[Source records]
use battle_core::{
    ActionContext, BattleConfig, BattleEnv, BattlePhase, BattleState, Card, CardInstance,
    Combatant, ComboName, ComboUsage, DurationType, EnemyMode, EtherGainInput, PlanBudget,
    PlannerConfig, RoundPlan, Side, TimelineAdjustments, TokenId, TokenLedger, TokenRegistry,
    add_token, apply_action, calculate_combo_ether_gain, create_fixed_order, detect_poker_combo,
    generate_enemy_actions, record_combo_usage, remove_token,
};

fn hand(costs: &[u32]) -> Vec<CardInstance> {
    costs
        .iter()
        .enumerate()
        .map(|(i, &cost)| CardInstance::new(format!("p-{i}"), Card::attack("strike", cost, 4, 3)))
        .collect()
}

#[test]
fn combo_and_ether_are_idempotent() {
    let config = BattleConfig::default();
    let cards = hand(&[1, 1, 2, 3]);
    let usage = record_combo_usage(&ComboUsage::new(), ComboName::Pair);

    let combo_a = detect_poker_combo(&cards);
    let combo_b = detect_poker_combo(&cards);
    assert_eq!(combo_a, combo_b);

    let name = combo_a.map(|c| c.name);
    let a = calculate_combo_ether_gain(&EtherGainInput::from_cards(&cards, name, &usage), &config);
    let b = calculate_combo_ether_gain(&EtherGainInput::from_cards(&cards, name, &usage), &config);
    assert_eq!(a, b);
    assert_eq!(a.combo_mult.to_bits(), b.combo_mult.to_bits());
}

#[test]
fn full_house_outranks_triple_and_two_pair() {
    let combo = detect_poker_combo(&hand(&[2, 2, 2, 3, 3])).unwrap();
    assert_eq!(combo.name, ComboName::FullHouse);
    assert_eq!(combo.bonus_keys, Some([2, 3].into_iter().collect()));
}

#[test]
fn unblocked_damage_is_conserved() {
    let tokens = TokenRegistry::builtin();
    let config = BattleConfig::default();
    let env = BattleEnv::new(&tokens, &config);
    let attacker = Combatant::new(50);

    for vuln in [100, 125, 150, 200] {
        for damage in [1, 3, 7, 13, 40] {
            for hp in [1, 10, 25] {
                let defender = Combatant::new(30).with_hp(hp).with_vulnerability(vuln, 2);
                let card = CardInstance::new("p-0", Card::attack("strike", 1, 3, damage));
                let out = apply_action(&env, Side::Player, &attacker, &defender, &card, ActionContext::default())
                    .unwrap();
                let expected = hp.saturating_sub(damage * vuln / 100);
                assert_eq!(out.defender.hp, expected, "vuln {vuln} damage {damage} hp {hp}");
            }
        }
    }
}

#[test]
fn deflation_is_monotonic_and_never_zero() {
    let config = BattleConfig::default();
    let cards = hand(&[2, 2]);
    let mut usage = ComboUsage::new();
    let mut previous = u32::MAX;

    for _ in 0..40 {
        let result = calculate_combo_ether_gain(
            &EtherGainInput::from_cards(&cards, Some(ComboName::Pair), &usage),
            &config,
        );
        assert!(result.gain <= previous);
        assert!(result.deflation_mult > 0.0);
        previous = result.gain;
        usage = record_combo_usage(&usage, ComboName::Pair);
    }
    assert_eq!(previous, 0);
}

#[test]
fn player_track_ignores_enemy_track() {
    let none = TimelineAdjustments::default();
    let player = vec![
        CardInstance::new("p-0", Card::attack("strike", 1, 5, 1)),
        CardInstance::new("p-1", Card::attack("strike", 1, 3, 1)),
    ];
    let alone = create_fixed_order(&player, &[], 0, &none);
    let crowded = create_fixed_order(&player, &hand(&[1, 1, 1, 1]), 0, &none);

    let sps: Vec<i32> = alone.player.iter().map(|e| e.sp).collect();
    assert_eq!(sps, vec![5, 8]);
    assert_eq!(alone.player, crowded.player);
}

#[test]
fn planner_prefers_more_cards_deterministically() {
    let config = PlannerConfig::default();
    let budget = PlanBudget {
        speed_ceiling: 20,
        energy_budget: 4,
        max_cards: 3,
        min_cards: 1,
    };
    let deck = vec![
        Card::attack("cleave", 4, 9, 30),
        Card::attack("jab", 1, 3, 2),
        Card::attack("poke", 1, 4, 2),
        Card::defense("brace", 1, 4, 3),
    ];

    let first = generate_enemy_actions(&deck, &[], EnemyMode::Aggro, &budget, &config);
    let second = generate_enemy_actions(&deck, &[], EnemyMode::Aggro, &budget, &config);
    assert_eq!(first, second);
    assert_eq!(first.cards.len(), 3);
    assert!(first.cards.iter().all(|c| c.id.as_str() != "cleave"));
}

#[test]
fn transitions_never_mutate_their_input() {
    let tokens = TokenRegistry::builtin();
    let config = BattleConfig::default();
    let env = BattleEnv::new(&tokens, &config);
    let state = BattleState::new(Combatant::new(40), Combatant::new(40), &config);
    let snapshot = state.clone();

    let locked = state
        .lock_in(&env, RoundPlan::new(hand(&[1, 2]), vec![]))
        .unwrap()
        .state;
    assert_eq!(state, snapshot);
    assert_eq!(locked.version, state.version + 1);

    let resolving = locked.begin_resolve().unwrap().state;
    let locked_snapshot = locked.clone();
    let stepped = resolving.step(&env).unwrap().state;
    assert_eq!(locked, locked_snapshot);
    assert_eq!(stepped.version, resolving.version + 1);
    assert_eq!(stepped.phase, BattlePhase::Resolve);
}

#[test]
fn ledger_never_holds_zero_stacks() {
    let catalog = TokenRegistry::builtin();
    let regen = TokenId::from("regen");
    let added = add_token(&TokenLedger::new(), &catalog, Side::Player, &regen, 2, None);
    assert_eq!(added.tokens.stacks(&regen), 2);

    let drained = remove_token(&added.tokens, Side::Player, &regen, DurationType::Turn, 5);
    assert!(!drained.tokens.contains(&regen));
    assert!(drained.tokens.is_empty());

    let unknown = add_token(&TokenLedger::new(), &catalog, Side::Player, &TokenId::from("nope"), 3, None);
    assert!(unknown.tokens.is_empty());
    assert!(unknown.logs.is_empty());
}
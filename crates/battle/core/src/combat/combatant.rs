//! Combatant and unit state.

use std::fmt;

use arrayvec::ArrayVec;

use super::ResolveError;
use crate::config::BattleConfig;
use crate::token::TokenLedger;

/// Identifier of a unit inside a grouped opponent.
#[derive(Clone, Copy, Debug, PartialEq, Eq, PartialOrd, Ord, Hash)]
#[cfg_attr(feature = "serde", derive(serde::Serialize, serde::Deserialize))]
#[cfg_attr(feature = "serde", serde(transparent))]
pub struct UnitId(pub u32);

impl fmt::Display for UnitId {
    fn fmt(&self, f: &mut fmt::Formatter<'_>) -> fmt::Result {
        write!(f, "{}", self.0)
    }
}

/// Independent sub-combatant of a grouped opponent.
#[derive(Clone, Debug, PartialEq, Eq)]
#[cfg_attr(feature = "serde", derive(serde::Serialize, serde::Deserialize))]
pub struct Unit {
    pub id: UnitId,
    pub name: String,
    pub hp: u32,
    pub max_hp: u32,
    #[cfg_attr(feature = "serde", serde(default))]
    pub block: u32,
}

impl Unit {
    pub fn new(id: u32, name: impl Into<String>, max_hp: u32) -> Self {
        Self {
            id: UnitId(id),
            name: name.into(),
            hp: max_hp,
            max_hp,
            block: 0,
        }
    }

    #[inline]
    pub fn is_alive(&self) -> bool {
        self.hp > 0
    }
}

pub type Units = ArrayVec<Unit, { BattleConfig::MAX_UNITS }>;

/// One side of the battle.
///
/// # Invariants
///
/// - When `units` is non-empty, `hp` equals the sum of unit hp.
/// - `block`, `def`, `counter` and `ether_overdrive_active` only live for one
///   round; [`Combatant::reset_round`] clears them.
#[derive(Clone, Debug, PartialEq, Eq)]
#[cfg_attr(feature = "serde", derive(serde::Serialize, serde::Deserialize))]
pub struct Combatant {
    pub hp: u32,
    pub max_hp: u32,
    pub block: u32,
    /// Currently defending.
    pub def: bool,
    /// Damage dealt back to an attacker that lands hp damage.
    pub counter: u32,
    /// Flat bonus to damage and block. May be negative.
    pub strength: i32,
    /// Incoming hp damage in percent; 100 is neutral.
    pub vuln_pct: u32,
    /// Rounds until `vuln_pct` returns to neutral.
    pub vuln_turns: u32,
    pub ether_overdrive_active: bool,
    pub tokens: TokenLedger,
    pub units: Units,
}

impl Combatant {
    pub const NEUTRAL_VULNERABILITY: u32 = 100;

    pub fn new(max_hp: u32) -> Self {
        Self {
            hp: max_hp,
            max_hp,
            block: 0,
            def: false,
            counter: 0,
            strength: 0,
            vuln_pct: Self::NEUTRAL_VULNERABILITY,
            vuln_turns: 0,
            ether_overdrive_active: false,
            tokens: TokenLedger::new(),
            units: Units::new(),
        }
    }

    /// Builds a grouped opponent. hp and max hp become the unit sums.
    pub fn with_units<I>(units: I) -> Result<Self, ResolveError>
    where
        I: IntoIterator<Item = Unit>,
    {
        let mut combatant = Self::new(0);
        for unit in units {
            combatant
                .units
                .try_push(unit)
                .map_err(|_| ResolveError::TooManyUnits {
                    max: BattleConfig::MAX_UNITS,
                })?;
        }
        combatant.max_hp = combatant.units.iter().map(|u| u.max_hp).sum();
        combatant.sync_hp_from_units();
        Ok(combatant)
    }

    pub fn with_hp(mut self, hp: u32) -> Self {
        self.hp = hp.min(self.max_hp);
        self
    }

    pub fn with_strength(mut self, strength: i32) -> Self {
        self.strength = strength;
        self
    }

    pub fn with_vulnerability(mut self, pct: u32, turns: u32) -> Self {
        self.vuln_pct = pct;
        self.vuln_turns = turns;
        self
    }

    pub fn with_tokens(mut self, tokens: TokenLedger) -> Self {
        self.tokens = tokens;
        self
    }

    #[inline]
    pub fn is_alive(&self) -> bool {
        self.hp > 0
    }

    pub fn has_units(&self) -> bool {
        !self.units.is_empty()
    }

    pub fn living_units(&self) -> impl Iterator<Item = &Unit> {
        self.units.iter().filter(|u| u.is_alive())
    }

    pub fn living_unit_count(&self) -> usize {
        self.living_units().count()
    }

    pub fn unit(&self, id: UnitId) -> Option<&Unit> {
        self.units.iter().find(|u| u.id == id)
    }

    pub(crate) fn unit_mut(&mut self, id: UnitId) -> Option<&mut Unit> {
        self.units.iter_mut().find(|u| u.id == id)
    }

    /// Recomputes `hp` as the sum of unit hp. No-op without units.
    pub fn sync_hp_from_units(&mut self) {
        if self.has_units() {
            self.hp = self.units.iter().map(|u| u.hp).sum();
        }
    }

    /// Scales incoming hp damage by the vulnerability percentage, flooring.
    pub fn vulnerable_damage(&self, amount: u32) -> u32 {
        let scaled = u64::from(amount) * u64::from(self.vuln_pct) / 100;
        u32::try_from(scaled).unwrap_or(u32::MAX)
    }

    /// Loses hp without any block interaction. Returns the hp actually lost.
    ///
    /// With units, the loss lands on `unit` when it is alive. Otherwise it runs
    /// through the living units in order, carrying what one unit cannot take
    /// to the next.
    pub fn lose_hp(&mut self, amount: u32, unit: Option<UnitId>) -> u32 {
        if !self.has_units() {
            let lost = amount.min(self.hp);
            self.hp -= lost;
            return lost;
        }

        let target = unit.filter(|id| self.unit(*id).is_some_and(Unit::is_alive));
        let lost = match target.and_then(|id| self.unit_mut(id)) {
            Some(unit) => {
                let lost = amount.min(unit.hp);
                unit.hp -= lost;
                lost
            }
            None => {
                let mut remaining = amount;
                for unit in self.units.iter_mut().filter(|u| u.is_alive()) {
                    let lost = remaining.min(unit.hp);
                    unit.hp -= lost;
                    remaining -= lost;
                    if remaining == 0 {
                        break;
                    }
                }
                amount - remaining
            }
        };
        self.sync_hp_from_units();
        lost
    }

    /// Restores hp up to `max_hp`. Returns the hp actually gained.
    pub fn heal(&mut self, amount: u32) -> u32 {
        if self.has_units() {
            let mut remaining = amount;
            for unit in self.units.iter_mut().filter(|u| u.is_alive()) {
                let gained = remaining.min(unit.max_hp - unit.hp);
                unit.hp += gained;
                remaining -= gained;
            }
            self.sync_hp_from_units();
            return amount - remaining;
        }
        let gained = amount.min(self.max_hp.saturating_sub(self.hp));
        self.hp += gained;
        gained
    }

    /// Clears per-round state and decays vulnerability by one round.
    pub fn reset_round(&mut self) {
        self.block = 0;
        self.def = false;
        self.counter = 0;
        self.ether_overdrive_active = false;
        for unit in &mut self.units {
            unit.block = 0;
        }
        if self.vuln_turns > 0 {
            self.vuln_turns -= 1;
            if self.vuln_turns == 0 {
                self.vuln_pct = Self::NEUTRAL_VULNERABILITY;
            }
        }
    }
}
//! Opponent round planning.
//!
//! A round plan is produced in three steps:
//!
//! 1. [`decide_enemy_mode`] rolls a stance from the opponent's weight table.
//! 2. [`generate_enemy_actions`] searches the deck for the best card subset
//!    under the (unit-relaxed) budgets.
//! 3. [`bind_to_units`] turns the chosen cards into instances, adding ghost
//!    copies for grouped opponents.
//!
//! [`plan_enemy_round`] runs all three with a seed derived from the battle
//! seed and round, so a given battle always plans the same way.

mod binding;
mod mode;
mod search;

pub use binding::bind_to_units;
pub use mode::{EnemyMode, ModeWeightTable, ModeWeights, UniformWeights, decide_enemy_mode};
pub use search::{EnemyPlan, PlanBudget, build_pool, generate_enemy_actions};

use crate::card::{Card, CardInstance};
use crate::combat::Combatant;
use crate::env::BattleEnv;
use crate::rng::{compute_seed, context};

/// Inputs for planning one opponent round.
#[derive(Clone, Copy, Debug)]
pub struct PlanRequest<'a> {
    pub enemy_id: &'a str,
    pub deck: &'a [Card],
    /// Shared pool used when the deck is empty or too small.
    pub fallback: &'a [Card],
    pub enemy: &'a Combatant,
    pub battle_seed: u64,
    pub round: u64,
}

#[derive(Clone, Debug, PartialEq, Eq)]
pub struct PlannedRound {
    pub mode: EnemyMode,
    pub plan: EnemyPlan,
    /// Ready to pass to `RoundPlan::new` as the opponent's cards.
    pub instances: Vec<CardInstance>,
}

/// Plans the opponent's cards for `request.round`.
pub fn plan_enemy_round<W>(request: &PlanRequest<'_>, weights: &W, env: &BattleEnv<'_>) -> PlannedRound
where
    W: ModeWeights + ?Sized,
{
    let seed = compute_seed(request.battle_seed, request.round, 0, context::ENEMY_MODE);
    let mode = decide_enemy_mode(request.enemy_id, weights, env.rng, seed);

    let planner = &env.config.planner;
    let budget =
        PlanBudget::from_config(planner).relaxed_for(request.enemy.living_unit_count(), planner);
    let plan = generate_enemy_actions(request.deck, request.fallback, mode, &budget, planner);
    let instances = bind_to_units(&plan.cards, request.enemy, request.round);

    tracing::debug!(
        enemy_id = request.enemy_id,
        round = request.round,
        %mode,
        cards = plan.cards.len(),
        instances = instances.len(),
        fallback = plan.fallback,
        "enemy round planned"
    );

    PlannedRound {
        mode,
        plan,
        instances,
    }
}

#[cfg(test)]
mod tests {
    use super::*;
    use crate::combat::Unit;
    use crate::config::BattleConfig;
    use crate::token::TokenRegistry;

    fn deck() -> Vec<Card> {
        vec![
            Card::attack("bite", 1, 4, 4),
            Card::attack("lunge", 2, 8, 9),
            Card::defense("curl", 1, 5, 6),
            Card::defense("shell", 2, 7, 10),
        ]
    }

    #[test]
    fn same_inputs_same_plan() {
        let tokens = TokenRegistry::builtin();
        let config = BattleConfig::default();
        let env = BattleEnv::new(&tokens, &config);
        let enemy = Combatant::new(30);
        let deck = deck();
        let request = PlanRequest {
            enemy_id: "slime",
            deck: &deck,
            fallback: &[],
            enemy: &enemy,
            battle_seed: 99,
            round: 3,
        };

        let a = plan_enemy_round(&request, &UniformWeights, &env);
        let b = plan_enemy_round(&request, &UniformWeights, &env);
        assert_eq!(a, b);
        assert!(!a.plan.cards.is_empty());
        assert!(a.plan.total_cost <= config.planner.energy_budget);
        assert!(a.plan.total_speed <= config.planner.speed_ceiling);
    }

    #[test]
    fn grouped_enemy_gets_ghosts_and_bigger_budget() {
        let tokens = TokenRegistry::builtin();
        let config = BattleConfig::default();
        let env = BattleEnv::new(&tokens, &config);
        let pack = Combatant::with_units([
            Unit::new(0, "wolf", 8),
            Unit::new(1, "wolf", 8),
        ])
        .unwrap();
        let deck = deck();
        let request = PlanRequest {
            enemy_id: "wolves",
            deck: &deck,
            fallback: &[],
            enemy: &pack,
            battle_seed: 7,
            round: 1,
        };

        let planned = plan_enemy_round(&request, &UniformWeights, &env);
        let real = planned.instances.iter().filter(|i| !i.ghost).count();
        let ghosts = planned.instances.iter().filter(|i| i.ghost).count();
        assert_eq!(real, planned.plan.cards.len());
        assert_eq!(ghosts, real);
        assert!(planned.plan.total_cost <= config.planner.energy_budget + config.planner.energy_per_extra_unit);
    }
}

### EXERCISE DESCRIPTION
Above are some lines. Repeat exactly, and only, those from the line that has "let a = plan_enemy_round(&request, &UniformWeights, &env);" through the line that has "assert!(!a.plan.cards.is_empty());".

### ANSWER BELOW
        let a = plan_enemy_round(&request, &UniformWeights, &env);
        let b = plan_enemy_round(&request, &UniformWeights, &env);
        assert_eq!(a, b);
        assert!(!a.plan.cards.is_empty());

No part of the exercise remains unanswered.